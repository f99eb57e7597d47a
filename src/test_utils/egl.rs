//! Fake EGL driver, platform and Mir connection

use std::{
    cell::{Cell, RefCell},
    ffi::c_void,
    ptr::NonNull,
};

use indexmap::IndexMap;

use crate::{
    backend::{
        egl::{
            ffi::{self, EGLenum, EGLint},
            EglConfig, EglContext, EglDriver, EglError, EglErrorCode, EglPlatform, EglSurface, PlatformEvents,
        },
        winsys::{OnscreenDescriptor, OnscreenEvent, OnscreenId, SymbolLoader, SymbolTable, WinsysError, WinsysId},
    },
    utils::Size,
};

/// An EGL implementation without a GPU, recording every call like [`super::MockGlx`]
#[derive(Debug)]
pub struct MockEgl {
    calls: RefCell<Vec<String>>,
    version: Cell<(u32, u32)>,
    extensions: RefCell<String>,
    symbols: RefCell<SymbolTable>,
    native_visual: Cell<EGLint>,
    max_stencil: Cell<EGLint>,
    no_configs: Cell<bool>,
    fail_make_current: Cell<bool>,
    fail_surfaces: Cell<bool>,
    fail_swaps: Cell<bool>,
    no_alpha: Cell<bool>,
    buffer_age: Cell<EGLint>,
    next_id: Cell<usize>,
}

impl Default for MockEgl {
    fn default() -> Self {
        MockEgl {
            calls: RefCell::default(),
            version: Cell::new((1, 4)),
            extensions: RefCell::default(),
            symbols: RefCell::default(),
            native_visual: Cell::new(0x21),
            max_stencil: Cell::new(8),
            no_configs: Cell::new(false),
            fail_make_current: Cell::new(false),
            fail_surfaces: Cell::new(false),
            fail_swaps: Cell::new(false),
            no_alpha: Cell::new(false),
            buffer_age: Cell::new(0),
            next_id: Cell::new(0x1000),
        }
    }
}

impl MockEgl {
    pub fn new() -> Self {
        Self::default()
    }

    pub fn set_extensions(&self, extensions: &str) {
        *self.extensions.borrow_mut() = extensions.to_owned();
    }

    pub fn set_native_visual(&self, visual: EGLint) {
        self.native_visual.set(visual);
    }

    /// Configs offer at most `stencil` bits
    pub fn set_max_stencil(&self, stencil: EGLint) {
        self.max_stencil.set(stencil);
    }

    pub fn set_no_configs(&self, none: bool) {
        self.no_configs.set(none);
    }

    pub fn fail_make_current(&self, fail: bool) {
        self.fail_make_current.set(fail);
    }

    pub fn fail_surfaces(&self, fail: bool) {
        self.fail_surfaces.set(fail);
    }

    /// Swaps report `EGL_BAD_SURFACE`
    pub fn fail_swaps(&self, fail: bool) {
        self.fail_swaps.set(fail);
    }

    /// Only configs without an alpha channel exist
    pub fn set_no_alpha(&self, no_alpha: bool) {
        self.no_alpha.set(no_alpha);
    }

    pub fn set_buffer_age(&self, age: EGLint) {
        self.buffer_age.set(age);
    }

    /// Number of recorded calls starting with `prefix`
    pub fn count(&self, prefix: &str) -> usize {
        self.calls.borrow().iter().filter(|call| call.starts_with(prefix)).count()
    }

    pub fn calls(&self) -> Vec<String> {
        self.calls.borrow().clone()
    }

    fn record(&self, call: impl Into<String>) {
        self.calls.borrow_mut().push(call.into());
    }

    fn id(&self) -> usize {
        let id = self.next_id.get();
        self.next_id.set(id + 1);
        id
    }

    fn swap_result(&self, call: &'static str) -> Result<(), EglError> {
        if self.fail_swaps.get() {
            return Err(EglError::Call {
                call,
                code: EglErrorCode::BadSurface,
            });
        }
        Ok(())
    }

    fn has_symbol(&self, name: &str) -> bool {
        self.symbols.borrow().contains(name)
    }
}

fn attribute(attributes: &[EGLint], name: EGLint) -> Option<EGLint> {
    attributes.chunks(2).find(|pair| pair[0] == name).and_then(|pair| pair.get(1).copied())
}

impl SymbolLoader for MockEgl {
    fn resolve(&self, _name: &str) -> Option<NonNull<c_void>> {
        Some(NonNull::dangling())
    }
}

impl EglDriver for MockEgl {
    fn initialize(&self, native_display: usize) -> Result<(u32, u32), EglError> {
        self.record(format!("initialize {native_display:#x}"));
        Ok(self.version.get())
    }

    fn terminate(&self) {
        self.record("terminate");
    }

    fn extensions(&self) -> String {
        self.extensions.borrow().clone()
    }

    fn loader(&self) -> &dyn SymbolLoader {
        self
    }

    fn set_extension_symbols(&self, symbols: SymbolTable) {
        *self.symbols.borrow_mut() = symbols;
    }

    fn get_proc_address(&self, name: &str) -> Option<NonNull<c_void>> {
        self.resolve(name)
    }

    fn bind_api(&self, api: EGLenum) -> Result<(), EglError> {
        match api {
            ffi::EGL_OPENGL_API => self.record("bind_api opengl"),
            _ => self.record("bind_api opengl_es"),
        }
        Ok(())
    }

    fn choose_config(&self, attributes: &[EGLint]) -> Option<EglConfig> {
        self.record("choose_config");
        if self.no_configs.get() {
            return None;
        }
        let wants = |name| matches!(attribute(attributes, name), Some(size) if size != ffi::EGL_DONT_CARE && size > 0);
        if self.no_alpha.get() && wants(ffi::EGL_ALPHA_SIZE) {
            return None;
        }
        match attribute(attributes, ffi::EGL_STENCIL_SIZE) {
            Some(stencil) if stencil != ffi::EGL_DONT_CARE && stencil > self.max_stencil.get() => None,
            _ => Some(EglConfig(1)),
        }
    }

    fn config_attrib(&self, _config: EglConfig, attribute: EGLint) -> Option<EGLint> {
        (attribute == ffi::EGL_NATIVE_VISUAL_ID).then(|| self.native_visual.get())
    }

    fn create_context(&self, _config: EglConfig, attributes: &[EGLint]) -> Result<EglContext, EglError> {
        match attribute(attributes, ffi::EGL_CONTEXT_MAJOR_VERSION_KHR) {
            Some(major) => self.record(format!("create_context major {major}")),
            None => self.record("create_context"),
        }
        Ok(EglContext(self.id()))
    }

    fn destroy_context(&self, context: EglContext) {
        self.record(format!("destroy_context {:#x}", context.0));
    }

    fn create_window_surface(&self, _config: EglConfig, native_window: usize) -> Result<EglSurface, EglError> {
        if self.fail_surfaces.get() {
            return Err(EglError::CreateSurface(EglErrorCode::BadNativeWindow));
        }
        self.record(format!("create_window_surface {native_window:#x}"));
        Ok(EglSurface(self.id()))
    }

    fn destroy_surface(&self, surface: EglSurface) {
        self.record(format!("destroy_surface {:#x}", surface.0));
    }

    fn make_current(&self, surface: Option<EglSurface>, context: Option<EglContext>) -> Result<(), EglError> {
        match (surface, context) {
            (Some(surface), Some(_)) => self.record(format!("make_current surface {:#x}", surface.0)),
            (None, Some(_)) => self.record("make_current context"),
            _ => self.record("make_current none"),
        }
        if self.fail_make_current.get() && context.is_some() {
            return Err(EglError::MakeCurrent(EglErrorCode::BadMatch));
        }
        Ok(())
    }

    fn swap_buffers(&self, surface: EglSurface) -> Result<(), EglError> {
        self.record(format!("swap_buffers {:#x}", surface.0));
        self.swap_result("eglSwapBuffers")
    }

    fn swap_buffers_with_damage(&self, _surface: EglSurface, rects: &[EGLint]) -> Result<(), EglError> {
        if !self.has_symbol("eglSwapBuffersWithDamage") {
            return Err(EglError::MissingEntryPoint("eglSwapBuffersWithDamage"));
        }
        self.swap_result("eglSwapBuffersWithDamage")?;
        self.record(format!("swap_buffers_with_damage {rects:?}"));
        Ok(())
    }

    fn swap_buffers_region(&self, _surface: EglSurface, rects: &[EGLint]) -> Result<(), EglError> {
        if !self.has_symbol("eglSwapBuffersRegion") {
            return Err(EglError::MissingEntryPoint("eglSwapBuffersRegion"));
        }
        self.swap_result("eglSwapBuffersRegion")?;
        self.record(format!("swap_buffers_region {rects:?}"));
        Ok(())
    }

    fn swap_interval(&self, interval: EGLint) -> bool {
        self.record(format!("swap_interval {interval}"));
        true
    }

    fn query_surface(&self, _surface: EglSurface, attribute: EGLint) -> Option<EGLint> {
        (attribute == ffi::EGL_BUFFER_AGE_EXT).then(|| self.buffer_age.get())
    }

    fn finish(&self) {
        self.record("finish");
    }

    fn get_error(&self) -> EGLint {
        ffi::EGL_SUCCESS
    }
}

/// A platform handing out made up native windows
#[derive(Debug, Default)]
pub struct MockPlatform {
    pub max_onscreens: Option<usize>,
    /// Bind the context without a dummy surface when the driver allows it
    pub skip_dummy_when_surfaceless: bool,
    pub(crate) dummy_windows: usize,
    pub(crate) windows: IndexMap<OnscreenId, usize>,
    pub(crate) next_window: usize,
    pub(crate) resizes: Vec<(OnscreenId, Size)>,
}

impl MockPlatform {
    /// Live dummy windows
    pub fn dummy_windows(&self) -> usize {
        self.dummy_windows
    }

    /// Live onscreen windows
    pub fn windows(&self) -> usize {
        self.windows.len()
    }

    /// Report a resize at the next dispatch
    pub fn queue_resize(&mut self, id: OnscreenId, size: Size) {
        self.resizes.push((id, size));
    }

    fn window(&mut self) -> usize {
        self.next_window += 1;
        0x4000_0000 + self.next_window
    }
}

impl EglPlatform for MockPlatform {
    fn id(&self) -> WinsysId {
        WinsysId::EglX11
    }

    fn native_display(&self) -> usize {
        0x1
    }

    fn max_onscreens(&self) -> Option<usize> {
        self.max_onscreens
    }

    fn create_dummy_window(&mut self, _native_visual: EGLint, surfaceless: bool) -> Result<Option<usize>, WinsysError> {
        if surfaceless && self.skip_dummy_when_surfaceless {
            return Ok(None);
        }
        self.dummy_windows += 1;
        Ok(Some(self.window()))
    }

    fn destroy_dummy_window(&mut self) {
        self.dummy_windows = self.dummy_windows.saturating_sub(1);
    }

    fn create_window(
        &mut self,
        id: OnscreenId,
        descriptor: OnscreenDescriptor,
        _native_visual: EGLint,
    ) -> Result<(usize, Size), WinsysError> {
        let window = self.window();
        self.windows.insert(id, window);
        Ok((window, descriptor.size))
    }

    fn destroy_window(&mut self, id: OnscreenId) {
        self.windows.shift_remove(&id);
    }

    fn dispatch(&mut self) -> Result<PlatformEvents, WinsysError> {
        let onscreen = self
            .resizes
            .drain(..)
            .map(|(onscreen, size)| OnscreenEvent::Resized { onscreen, size })
            .collect();
        Ok(PlatformEvents {
            onscreen,
            unhandled: Vec::new(),
        })
    }
}

#[cfg(feature = "backend_mir")]
pub use self::mir::*;

#[cfg(feature = "backend_mir")]
mod mir {
    use std::{cell::RefCell, rc::Rc};

    use indexmap::IndexMap;

    use crate::backend::egl::mir::{
        MirConnection, MirPixelFormat, MirSurface, MirSurfaceEvent, MirSurfaceSpec, MirSurfaceState,
    };

    #[derive(Debug)]
    struct MirState {
        formats: Vec<MirPixelFormat>,
        created: Vec<MirSurfaceSpec>,
        live: IndexMap<u64, MirSurfaceState>,
        events: Vec<MirSurfaceEvent>,
        state_requests: usize,
        next_id: u64,
    }

    /// A Mir server in memory. Clones share the server
    #[derive(Debug, Clone)]
    pub struct MockMir {
        state: Rc<RefCell<MirState>>,
    }

    impl Default for MockMir {
        fn default() -> Self {
            MockMir {
                state: Rc::new(RefCell::new(MirState {
                    formats: vec![MirPixelFormat::Argb8888],
                    created: Vec::new(),
                    live: IndexMap::new(),
                    events: Vec::new(),
                    state_requests: 0,
                    next_id: 1,
                })),
            }
        }
    }

    impl MockMir {
        pub fn set_formats(&self, formats: Vec<MirPixelFormat>) {
            self.state.borrow_mut().formats = formats;
        }

        /// Every surface ever requested
        pub fn surfaces(&self) -> Vec<MirSurfaceSpec> {
            self.state.borrow().created.clone()
        }

        pub fn surface_ids(&self) -> Vec<u64> {
            self.state.borrow().live.keys().copied().collect()
        }

        pub fn live_surfaces(&self) -> usize {
            self.state.borrow().live.len()
        }

        pub fn state(&self, surface: u64) -> MirSurfaceState {
            self.state.borrow().live.get(&surface).copied().unwrap_or_default()
        }

        /// Change a surface's state as the window manager would
        pub fn force_state(&self, surface: u64, state: MirSurfaceState) {
            self.state.borrow_mut().live.insert(surface, state);
        }

        pub fn state_requests(&self) -> usize {
            self.state.borrow().state_requests
        }

        pub fn push_event(&self, event: MirSurfaceEvent) {
            self.state.borrow_mut().events.push(event);
        }
    }

    impl MirConnection for MockMir {
        fn egl_native_display(&self) -> usize {
            0xd15
        }

        fn available_formats(&self) -> Vec<MirPixelFormat> {
            self.state.borrow().formats.clone()
        }

        fn create_surface(&mut self, spec: &MirSurfaceSpec) -> Result<MirSurface, String> {
            let mut state = self.state.borrow_mut();
            let id = state.next_id;
            state.next_id += 1;
            state.created.push(spec.clone());
            state.live.insert(id, MirSurfaceState::Restored);
            Ok(MirSurface {
                id,
                egl_native_window: 0x5000 + id as usize,
            })
        }

        fn release_surface(&mut self, surface: u64) {
            self.state.borrow_mut().live.shift_remove(&surface);
        }

        fn surface_state(&self, surface: u64) -> MirSurfaceState {
            self.state(surface)
        }

        fn set_surface_state(&mut self, surface: u64, state: MirSurfaceState) {
            let mut inner = self.state.borrow_mut();
            inner.state_requests += 1;
            inner.live.insert(surface, state);
        }

        fn take_events(&mut self) -> Vec<MirSurfaceEvent> {
            std::mem::take(&mut self.state.borrow_mut().events)
        }
    }
}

DIRECTIONS - Give the number of lines in the data that include the string "MockMir", please, and nothing else.

ANSWER TO THIS TASK - 5